* Data shown
§ §
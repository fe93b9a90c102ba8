//! Response reading
//!
//! Every reply is a run of status lines, some of which announce a counted
//! data block. One driver reads them all: it classifies each status line
//! against a per-command table and either hands the stream to a block
//! reader, finishes, or turns the status into an error.

use std::collections::HashSet;
use std::io::BufRead;

use super::atoms::{split_atoms, split_name_description};
use super::codec::{read_line, read_text_line, TERMINATOR};
use super::status::{self, status_code};
use crate::error::{DictError, Result};
use crate::model::{Database, DatabaseRegistry, Definition, MatchingStrategy};

// =============================================================================
// Status Tables
// =============================================================================

/// Server refusals that map to a dedicated error
#[derive(Debug, Clone, Copy, PartialEq, Eq)]
pub enum Rejection {
    InvalidDatabase,
    InvalidStrategy,
    Syntax,
}

impl Rejection {
    fn into_error(self, line: &str) -> DictError {
        let message = line.to_string();
        match self {
            Rejection::InvalidDatabase => DictError::InvalidDatabase(message),
            Rejection::InvalidStrategy => DictError::InvalidStrategy(message),
            Rejection::Syntax => DictError::Syntax(message),
        }
    }
}

/// What to do when a status code is seen
#[derive(Debug, Clone, Copy, PartialEq, Eq)]
pub enum StatusAction {
    /// A block of `n` items follows; `n` is the second atom of the line
    Block,
    /// The reply is complete
    Done,
    /// The reply is an error
    Reject(Rejection),
}

/// Status code → action, scanned in order
pub type ResponseTable = [(u16, StatusAction)];

pub const SHOW_DB: &ResponseTable = &[
    (status::DATABASES_PRESENT, StatusAction::Block),
    (status::OK, StatusAction::Done),
    (status::NO_DATABASES, StatusAction::Done),
];

pub const SHOW_STRAT: &ResponseTable = &[
    (status::STRATEGIES_AVAILABLE, StatusAction::Block),
    (status::OK, StatusAction::Done),
    (status::NO_STRATEGIES, StatusAction::Done),
];

pub const DEFINE: &ResponseTable = &[
    (status::DEFINITIONS_RETRIEVED, StatusAction::Block),
    (status::OK, StatusAction::Done),
    (status::NO_MATCH, StatusAction::Done),
    (status::INVALID_DATABASE, StatusAction::Reject(Rejection::InvalidDatabase)),
    (status::SYNTAX_ERROR, StatusAction::Reject(Rejection::Syntax)),
];

pub const MATCH: &ResponseTable = &[
    (status::MATCHES_FOUND, StatusAction::Block),
    (status::OK, StatusAction::Done),
    (status::NO_MATCH, StatusAction::Done),
    (status::INVALID_DATABASE, StatusAction::Reject(Rejection::InvalidDatabase)),
    (status::INVALID_STRATEGY, StatusAction::Reject(Rejection::InvalidStrategy)),
    (status::SYNTAX_ERROR, StatusAction::Reject(Rejection::Syntax)),
];

// =============================================================================
// Driver
// =============================================================================

/// Read a reply until a terminal status, returning that status code
///
/// Lone `.` lines between status lines are skipped. `on_block` receives the
/// stream and the announced item count for every `Block` status.
pub fn read_response<R, F>(reader: &mut R, table: &ResponseTable, mut on_block: F) -> Result<u16>
where
    R: BufRead,
    F: FnMut(&mut R, usize) -> Result<()>,
{
    loop {
        let line = read_line(reader)?;
        if line == TERMINATOR {
            continue;
        }

        let code = status_code(&line)
            .ok_or_else(|| DictError::Protocol(format!("Expected status line, got {:?}", line)))?;

        let action = table
            .iter()
            .find(|(c, _)| *c == code)
            .map(|&(_, action)| action)
            .ok_or_else(|| DictError::Protocol(format!("Unexpected status: {}", line)))?;

        match action {
            StatusAction::Block => {
                let count = block_count(&line)?;
                tracing::debug!(status = code, count, "Reading block");
                on_block(reader, count)?;
            }
            StatusAction::Done => {
                tracing::debug!(status = code, "Reply complete");
                return Ok(code);
            }
            StatusAction::Reject(rejection) => {
                tracing::debug!(status = code, "Request rejected");
                return Err(rejection.into_error(&line));
            }
        }
    }
}

/// Read a single status line and require a specific code
///
/// Returns the full line on success.
pub fn expect_status<R: BufRead>(reader: &mut R, expected: u16) -> Result<String> {
    let line = read_line(reader)?;
    match status_code(&line) {
        Some(code) if code == expected => Ok(line),
        _ => Err(DictError::Protocol(format!(
            "Expected status {}, got {:?}",
            expected, line
        ))),
    }
}

/// Item count announced by a block status line, e.g. `110 3 databases`
fn block_count(line: &str) -> Result<usize> {
    split_atoms(line)
        .get(1)
        .and_then(|atom| atom.parse().ok())
        .ok_or_else(|| DictError::Protocol(format!("Missing item count in {:?}", line)))
}

/// Read the next content line of a counted block
fn next_item<R: BufRead>(reader: &mut R, what: &str, index: usize, count: usize) -> Result<String> {
    read_text_line(reader)?.ok_or_else(|| {
        DictError::Protocol(format!(
            "{} truncated: expected {} entries, got {}",
            what, count, index
        ))
    })
}

// =============================================================================
// Command Replies
// =============================================================================

/// Parse the reply to `SHOW DB`
///
/// Entries are returned in server order; nothing is returned unless the whole
/// reply parsed, so a failed listing never half-fills a registry.
pub fn read_database_list<R: BufRead>(reader: &mut R) -> Result<Vec<Database>> {
    let mut databases = Vec::new();

    read_response(reader, SHOW_DB, |reader, count| {
        for i in 0..count {
            let line = next_item(reader, "Database list", i, count)?;
            let (name, description) = split_name_description(&line)
                .ok_or_else(|| DictError::Protocol("Empty database entry".to_string()))?;
            databases.push(Database::new(name, description));
        }
        Ok(())
    })?;

    Ok(databases)
}

/// Parse the reply to `SHOW STRAT`, dropping repeated names
pub fn read_strategy_list<R: BufRead>(reader: &mut R) -> Result<Vec<MatchingStrategy>> {
    let mut strategies = Vec::new();
    let mut seen = HashSet::new();

    read_response(reader, SHOW_STRAT, |reader, count| {
        for i in 0..count {
            let line = next_item(reader, "Strategy list", i, count)?;
            let (name, description) = split_name_description(&line)
                .ok_or_else(|| DictError::Protocol("Empty strategy entry".to_string()))?;
            if seen.insert(name.clone()) {
                strategies.push(MatchingStrategy::new(name, description));
            }
        }
        Ok(())
    })?;

    Ok(strategies)
}

/// Parse the reply to `DEFINE`
///
/// Database names in the `151` headers resolve through `registry`.
pub fn read_definitions<R: BufRead>(
    reader: &mut R,
    registry: &DatabaseRegistry,
) -> Result<Vec<Definition>> {
    let mut definitions = Vec::new();

    read_response(reader, DEFINE, |reader, count| {
        for _ in 0..count {
            definitions.push(read_definition(reader, registry)?);
        }
        Ok(())
    })?;

    Ok(definitions)
}

/// Read one `151` header and the text block after it
fn read_definition<R: BufRead>(reader: &mut R, registry: &DatabaseRegistry) -> Result<Definition> {
    let header = read_line(reader)?;
    if status_code(&header) != Some(status::DEFINITION_FOLLOWS) {
        return Err(DictError::Protocol(format!(
            "Expected definition header, got {:?}",
            header
        )));
    }

    // 151 "word" dbname "db description"
    let mut atoms = split_atoms(header.as_str()).into_iter().skip(1);
    let (word, name) = match (atoms.next(), atoms.next()) {
        (Some(word), Some(name)) => (word, name),
        _ => {
            return Err(DictError::Protocol(format!(
                "Malformed definition header {:?}",
                header
            )))
        }
    };
    let description = atoms.next().unwrap_or_default();

    let mut definition = Definition::new(word, registry.resolve(&name, &description));
    while let Some(line) = read_text_line(reader)? {
        definition.push_line(line);
    }

    Ok(definition)
}

/// Parse the reply to `MATCH`, collapsing repeated words
pub fn read_match_list<R: BufRead>(reader: &mut R) -> Result<Vec<String>> {
    let mut words = Vec::new();
    let mut seen = HashSet::new();

    read_response(reader, MATCH, |reader, count| {
        for i in 0..count {
            let line = next_item(reader, "Match list", i, count)?;
            // db "word", or just the word from lenient servers
            let mut atoms = split_atoms(line.as_str());
            let word = match atoms.len() {
                0 => return Err(DictError::Protocol("Empty match entry".to_string())),
                1 => atoms.remove(0),
                _ => atoms.swap_remove(1),
            };
            if seen.insert(word.clone()) {
                words.push(word);
            }
        }
        Ok(())
    })?;

    Ok(words)
}
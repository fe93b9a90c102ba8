//! Command definitions
//!
//! Represents the commands the client sends to a DICT server.

use std::fmt;

use crate::error::{DictError, Result};

/// Command types
#[derive(Debug, Clone, Copy, PartialEq, Eq)]
pub enum CommandType {
    ShowDb,
    ShowStrat,
    Define,
    Match,
    Client,
    Quit,
}

impl CommandType {
    /// Keyword(s) that open the command line
    pub fn keyword(&self) -> &'static str {
        match self {
            CommandType::ShowDb => "SHOW DB",
            CommandType::ShowStrat => "SHOW STRAT",
            CommandType::Define => "DEFINE",
            CommandType::Match => "MATCH",
            CommandType::Client => "CLIENT",
            CommandType::Quit => "QUIT",
        }
    }
}

/// A command ready to be written to the wire
#[derive(Debug, Clone, PartialEq, Eq)]
pub enum Command {
    /// List the databases the server offers
    ShowDb,

    /// List the matching strategies the server supports
    ShowStrat,

    /// Look up definitions of a word
    Define { database: String, word: String },

    /// Look up words matching a pattern under a strategy
    Match {
        database: String,
        strategy: String,
        word: String,
    },

    /// Identify the client
    Client { text: String },

    /// End the session
    Quit,
}

impl Command {
    /// Build a DEFINE command, validating its arguments
    pub fn define(database: &str, word: &str) -> Result<Self> {
        validate_name("database", database)?;
        validate_text("word", word)?;
        Ok(Command::Define {
            database: database.to_string(),
            word: word.to_string(),
        })
    }

    /// Build a MATCH command, validating its arguments
    pub fn match_word(database: &str, strategy: &str, word: &str) -> Result<Self> {
        validate_name("database", database)?;
        validate_name("strategy", strategy)?;
        validate_text("word", word)?;
        Ok(Command::Match {
            database: database.to_string(),
            strategy: strategy.to_string(),
            word: word.to_string(),
        })
    }

    /// Build a CLIENT command, validating its text
    pub fn client(text: &str) -> Result<Self> {
        validate_text("client text", text)?;
        Ok(Command::Client {
            text: text.to_string(),
        })
    }

    /// Get the command type
    pub fn command_type(&self) -> CommandType {
        match self {
            Command::ShowDb => CommandType::ShowDb,
            Command::ShowStrat => CommandType::ShowStrat,
            Command::Define { .. } => CommandType::Define,
            Command::Match { .. } => CommandType::Match,
            Command::Client { .. } => CommandType::Client,
            Command::Quit => CommandType::Quit,
        }
    }
}

/// Renders the command line without its CRLF terminator
impl fmt::Display for Command {
    fn fmt(&self, f: &mut fmt::Formatter<'_>) -> fmt::Result {
        let keyword = self.command_type().keyword();
        match self {
            Command::ShowDb | Command::ShowStrat | Command::Quit => f.write_str(keyword),
            Command::Define { database, word } => {
                write!(f, "{} {} {}", keyword, database, quote(word))
            }
            Command::Match {
                database,
                strategy,
                word,
            } => write!(f, "{} {} {} {}", keyword, database, strategy, quote(word)),
            Command::Client { text } => write!(f, "{} {}", keyword, quote(text)),
        }
    }
}

/// Wrap a word in double quotes, escaping `"` and `\`
pub fn quote(word: &str) -> String {
    let mut quoted = String::with_capacity(word.len() + 2);
    quoted.push('"');
    for ch in word.chars() {
        if ch == '"' || ch == '\\' {
            quoted.push('\\');
        }
        quoted.push(ch);
    }
    quoted.push('"');
    quoted
}

fn validate_text(what: &str, value: &str) -> Result<()> {
    if value.contains(['\r', '\n']) {
        return Err(DictError::InvalidArgument(format!(
            "{} must not contain line breaks",
            what
        )));
    }
    Ok(())
}

/// Database and strategy names travel unquoted, so they must be one atom
fn validate_name(what: &str, value: &str) -> Result<()> {
    if value.is_empty() {
        return Err(DictError::InvalidArgument(format!("{} name is empty", what)));
    }
    if value.chars().any(|c| c.is_whitespace() || c == '"') {
        return Err(DictError::InvalidArgument(format!(
            "{} name {:?} must be a single atom",
            what, value
        )));
    }
    Ok(())
}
§ §
* Action item
For each line of the entries that holds the word "names", pull that line out.

* Task output
/// Parse the reply to `SHOW STRAT`, dropping repeated names
/// Database names in the `151` headers resolve through `registry`.
/// Database and strategy names travel unquoted, so they must be one atom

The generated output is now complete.